> Dataset records:
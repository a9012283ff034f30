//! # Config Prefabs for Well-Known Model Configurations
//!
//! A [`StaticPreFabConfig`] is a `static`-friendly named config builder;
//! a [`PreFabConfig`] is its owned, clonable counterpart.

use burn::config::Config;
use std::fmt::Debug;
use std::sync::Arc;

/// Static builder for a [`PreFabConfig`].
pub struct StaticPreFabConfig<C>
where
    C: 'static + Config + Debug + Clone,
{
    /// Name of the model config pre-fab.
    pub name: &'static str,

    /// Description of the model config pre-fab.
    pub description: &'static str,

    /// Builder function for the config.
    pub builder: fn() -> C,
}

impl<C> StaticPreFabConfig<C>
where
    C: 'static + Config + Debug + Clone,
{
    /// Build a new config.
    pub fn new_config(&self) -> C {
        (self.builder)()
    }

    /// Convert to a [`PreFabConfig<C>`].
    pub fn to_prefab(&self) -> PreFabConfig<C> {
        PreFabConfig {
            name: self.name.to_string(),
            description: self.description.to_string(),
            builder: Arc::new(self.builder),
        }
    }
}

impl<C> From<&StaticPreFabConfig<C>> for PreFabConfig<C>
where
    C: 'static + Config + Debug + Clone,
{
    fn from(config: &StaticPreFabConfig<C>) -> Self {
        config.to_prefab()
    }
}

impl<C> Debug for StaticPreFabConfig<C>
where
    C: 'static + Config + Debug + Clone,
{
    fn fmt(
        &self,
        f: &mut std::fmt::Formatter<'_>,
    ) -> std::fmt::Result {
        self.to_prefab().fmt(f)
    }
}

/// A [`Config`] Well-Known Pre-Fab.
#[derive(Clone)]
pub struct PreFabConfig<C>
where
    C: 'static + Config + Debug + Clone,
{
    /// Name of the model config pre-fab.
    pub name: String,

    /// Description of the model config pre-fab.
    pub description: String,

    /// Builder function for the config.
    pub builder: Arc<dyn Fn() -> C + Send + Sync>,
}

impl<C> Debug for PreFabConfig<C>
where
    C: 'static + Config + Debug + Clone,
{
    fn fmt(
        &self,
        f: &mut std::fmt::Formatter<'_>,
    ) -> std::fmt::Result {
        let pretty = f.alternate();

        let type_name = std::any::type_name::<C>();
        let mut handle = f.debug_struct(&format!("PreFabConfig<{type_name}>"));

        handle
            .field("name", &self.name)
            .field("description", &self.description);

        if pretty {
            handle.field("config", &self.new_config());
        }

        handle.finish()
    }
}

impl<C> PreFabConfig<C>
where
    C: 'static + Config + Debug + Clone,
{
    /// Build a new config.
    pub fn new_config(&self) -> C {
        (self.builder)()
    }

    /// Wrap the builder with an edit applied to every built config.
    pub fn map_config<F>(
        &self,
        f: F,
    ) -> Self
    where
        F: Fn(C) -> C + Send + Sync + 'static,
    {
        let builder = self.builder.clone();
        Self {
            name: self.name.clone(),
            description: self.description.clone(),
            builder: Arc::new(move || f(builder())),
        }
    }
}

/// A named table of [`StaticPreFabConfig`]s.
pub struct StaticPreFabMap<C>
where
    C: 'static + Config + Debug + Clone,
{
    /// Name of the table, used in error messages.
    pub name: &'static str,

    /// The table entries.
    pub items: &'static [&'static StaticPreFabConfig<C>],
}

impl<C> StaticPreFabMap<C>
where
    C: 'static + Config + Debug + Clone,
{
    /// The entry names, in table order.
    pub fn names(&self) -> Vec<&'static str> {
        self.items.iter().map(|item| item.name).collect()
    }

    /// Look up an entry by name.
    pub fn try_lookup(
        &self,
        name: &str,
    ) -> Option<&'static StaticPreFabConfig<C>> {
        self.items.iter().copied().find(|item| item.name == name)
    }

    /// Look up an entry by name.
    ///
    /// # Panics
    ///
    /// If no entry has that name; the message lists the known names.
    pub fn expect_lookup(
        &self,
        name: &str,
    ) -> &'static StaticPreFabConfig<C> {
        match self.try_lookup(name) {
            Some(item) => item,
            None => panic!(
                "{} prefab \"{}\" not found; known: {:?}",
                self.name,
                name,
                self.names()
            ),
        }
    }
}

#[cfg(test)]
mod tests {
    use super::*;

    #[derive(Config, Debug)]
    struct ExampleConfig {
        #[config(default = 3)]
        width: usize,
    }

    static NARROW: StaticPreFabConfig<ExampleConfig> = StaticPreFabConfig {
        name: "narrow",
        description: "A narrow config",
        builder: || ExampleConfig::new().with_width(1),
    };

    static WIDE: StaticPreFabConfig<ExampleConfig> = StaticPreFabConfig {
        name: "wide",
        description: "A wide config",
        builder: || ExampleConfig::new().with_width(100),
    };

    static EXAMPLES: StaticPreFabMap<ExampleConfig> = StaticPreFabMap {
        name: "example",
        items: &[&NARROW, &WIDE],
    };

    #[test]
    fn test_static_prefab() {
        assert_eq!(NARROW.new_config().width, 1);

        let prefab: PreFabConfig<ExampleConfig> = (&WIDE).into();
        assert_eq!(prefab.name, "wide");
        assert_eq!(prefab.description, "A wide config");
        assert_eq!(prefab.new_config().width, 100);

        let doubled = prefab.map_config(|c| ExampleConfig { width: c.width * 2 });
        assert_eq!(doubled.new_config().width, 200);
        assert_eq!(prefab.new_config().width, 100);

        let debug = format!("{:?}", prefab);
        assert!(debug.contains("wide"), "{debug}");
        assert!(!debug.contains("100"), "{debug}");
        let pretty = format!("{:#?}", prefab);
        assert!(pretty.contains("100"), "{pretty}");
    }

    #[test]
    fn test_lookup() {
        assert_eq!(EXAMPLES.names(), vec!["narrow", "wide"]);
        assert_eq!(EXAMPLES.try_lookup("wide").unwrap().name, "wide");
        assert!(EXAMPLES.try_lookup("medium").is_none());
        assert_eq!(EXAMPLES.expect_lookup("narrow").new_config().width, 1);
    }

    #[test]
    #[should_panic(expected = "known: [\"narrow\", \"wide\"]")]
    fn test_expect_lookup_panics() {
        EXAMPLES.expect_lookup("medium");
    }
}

> Work instructions: Read the listing. Copy each line that has the word "Send" in it.

> Solution:
    pub builder: Arc<dyn Fn() -> C + Send + Sync>,
        F: Fn(C) -> C + Send + Sync + 'static,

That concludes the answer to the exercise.